Interleukin-10 produced by myeloid derived suppressor cells provides protection to Carbapenem-resistant Klebsiella pneumoniae ST258 by enhancing its clearance in the airways.

Carbapenem-resistant Klebsiella pneumoniae ST258 (CRKP-ST258) can cause chronic infections in lungs and airways, with repeated episodes of bacteremia. In this report we addressed whether the recruitment of myeloid cells producing the anti-inflammatory cytokine interleukin 10 (IL-10) modulates the clearance of CKRP-ST258 in the lungs and establishes bacterial persistence. Our data demonstrate that during pneumonia caused by a clinical isolate of CRKP-ST258 (KP35) there is an early recruitment of Monocyte-Myeloid Derived Suppressor Cells (M-MDSCs) and neutrophils that actively produce IL-10. However, M-MDSCs were the cells that sustained the production of IL-10 over the time of infection evaluated.

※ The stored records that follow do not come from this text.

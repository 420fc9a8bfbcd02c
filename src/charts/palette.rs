//! Colours shared by the charts

use crate::catalog::ModelFamily;
use plotters::style::RGBColor;

pub const SCORE_RED: RGBColor = RGBColor(0xe7, 0x4c, 0x3c);
pub const SCORE_ORANGE: RGBColor = RGBColor(0xf3, 0x9c, 0x12);
pub const SCORE_GREEN: RGBColor = RGBColor(0x2e, 0xcc, 0x71);
pub const NOT_EVALUATED: RGBColor = RGBColor(0xf5, 0xf5, 0xf5);
pub const MUTED_TEXT: RGBColor = RGBColor(0x99, 0x99, 0x99);

pub const BAR_GOOD: RGBColor = RGBColor(0x10, 0xb9, 0x81);
pub const BAR_FAIR: RGBColor = RGBColor(0xf5, 0x9e, 0x0b);
pub const BAR_POOR: RGBColor = RGBColor(0xef, 0x44, 0x44);

pub const TITLE: RGBColor = RGBColor(0x1e, 0x29, 0x3b);
pub const AXIS_TEXT: RGBColor = RGBColor(0x33, 0x41, 0x55);
pub const GRID_LINE: RGBColor = RGBColor(0xe2, 0xe8, 0xf0);
pub const RING_TEXT: RGBColor = RGBColor(0x94, 0xa3, 0xb8);

/// Viridis anchor colours, evenly spaced over [0, 1]
const VIRIDIS: [RGBColor; 5] = [
    RGBColor(0x44, 0x01, 0x54),
    RGBColor(0x3b, 0x52, 0x8b),
    RGBColor(0x21, 0x91, 0x8c),
    RGBColor(0x5e, 0xc9, 0x62),
    RGBColor(0xfd, 0xe7, 0x25),
];

pub fn family_color(family: ModelFamily) -> RGBColor {
    match family {
        ModelFamily::OpenAi => RGBColor(0x10, 0xb9, 0x81),
        ModelFamily::Claude => RGBColor(0x8b, 0x5c, 0xf6),
        ModelFamily::Gemini => RGBColor(0xf4, 0x3f, 0x5e),
    }
}

fn lerp(a: RGBColor, b: RGBColor, t: f64) -> RGBColor {
    let mix = |x: u8, y: u8| (x as f64 + (y as f64 - x as f64) * t).round() as u8;
    RGBColor(mix(a.0, b.0), mix(a.1, b.1), mix(a.2, b.2))
}

/// Piecewise-linear lookup into evenly spaced stops
fn ramp(stops: &[RGBColor], t: f64) -> RGBColor {
    let t = if t.is_nan() { 0.0 } else { t.clamp(0.0, 1.0) };
    let segments = (stops.len() - 1) as f64;
    let scaled = t * segments;
    let idx = (scaled.floor() as usize).min(stops.len() - 2);
    lerp(stops[idx], stops[idx + 1], scaled - idx as f64)
}

/// Red → orange → green over [0, 1]
pub fn score_color(value: f64) -> RGBColor {
    ramp(&[SCORE_RED, SCORE_ORANGE, SCORE_GREEN], value)
}

/// Cell label colour: white on the dark end of the ramp
pub fn score_text_color(value: f64) -> RGBColor {
    if value < 0.4 {
        RGBColor(0xff, 0xff, 0xff)
    } else {
        RGBColor(0, 0, 0)
    }
}

/// Bar colour for a step's average composite
pub fn difficulty_color(average: f64) -> RGBColor {
    if average >= 0.85 {
        BAR_GOOD
    } else if average >= 0.7 {
        BAR_FAIR
    } else {
        BAR_POOR
    }
}

/// `n` colours sampled evenly from viridis (oldest version darkest)
pub fn version_colors(n: usize) -> Vec<RGBColor> {
    let denom = n.saturating_sub(1).max(1) as f64;
    (0..n).map(|i| ramp(&VIRIDIS, i as f64 / denom)).collect()
}
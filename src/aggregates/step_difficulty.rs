//! Step Difficulty Ranking
//!
//! Averages the composite score of every row for a pipeline step (any model)
//! and ranks steps from hardest (lowest average) to easiest.

use crate::data::ScoringMatrix;
use crate::scorer::composite;
use serde::Serialize;
use std::cmp::Ordering;

#[derive(Debug, Clone, PartialEq, Serialize)]
pub struct StepDifficulty {
    pub step_number: u32,
    /// Name from the first row seen for this step
    pub step_name: String,
    /// None when no row of the step has a composite score
    pub average: Option<f64>,
    /// Rows that contributed a composite
    pub scored_rows: usize,
}

/// Mean composite per step in ascending step order (unranked)
pub fn step_averages(matrix: &ScoringMatrix) -> Vec<StepDifficulty> {
    matrix
        .step_numbers()
        .into_iter()
        .map(|step| {
            let mut rows = matrix.rows_for_step(step).peekable();
            let step_name = rows
                .peek()
                .map(|r| r.step_name.clone())
                .unwrap_or_else(|| "unknown".to_string());

            let composites: Vec<f64> = rows.filter_map(composite).collect();
            let average = if composites.is_empty() {
                None
            } else {
                Some(composites.iter().sum::<f64>() / composites.len() as f64)
            };

            StepDifficulty {
                step_number: step,
                step_name,
                average,
                scored_rows: composites.len(),
            }
        })
        .collect()
}

/// Steps sorted by ascending average; steps without data sort last
///
/// The sort is stable, so equal averages keep ascending step order.
pub fn rank_step_difficulty(matrix: &ScoringMatrix) -> Vec<StepDifficulty> {
    let mut steps = step_averages(matrix);
    steps.sort_by(|a, b| compare_averages(a.average, b.average));
    steps
}

fn compare_averages(a: Option<f64>, b: Option<f64>) -> Ordering {
    match (a, b) {
        (Some(x), Some(y)) => x.total_cmp(&y),
        (Some(_), None) => Ordering::Less,
        (None, Some(_)) => Ordering::Greater,
        (None, None) => Ordering::Equal,
    }
}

Using mice unable to produce IL-10 (IL-10-/- ), we observed that the production of this cytokine during the infection caused by KP35 is important to control bacterial burden, to prevent lung damage, to modulate cytokine production and to improve host survival. Importantly, intranasal transfer of bone marrow-derived M-MDSCs from mice able to produce IL-10 one day prior infection improved the ability of IL-10-/- mice to clear KP35 in the lungs, decreasing their mortality. Altogether, our data demonstrate that IL-10 produced by M-MDSCs is required for bacterial clearance, reduction of lung tissue damage and host survival during KP35 pneumonia.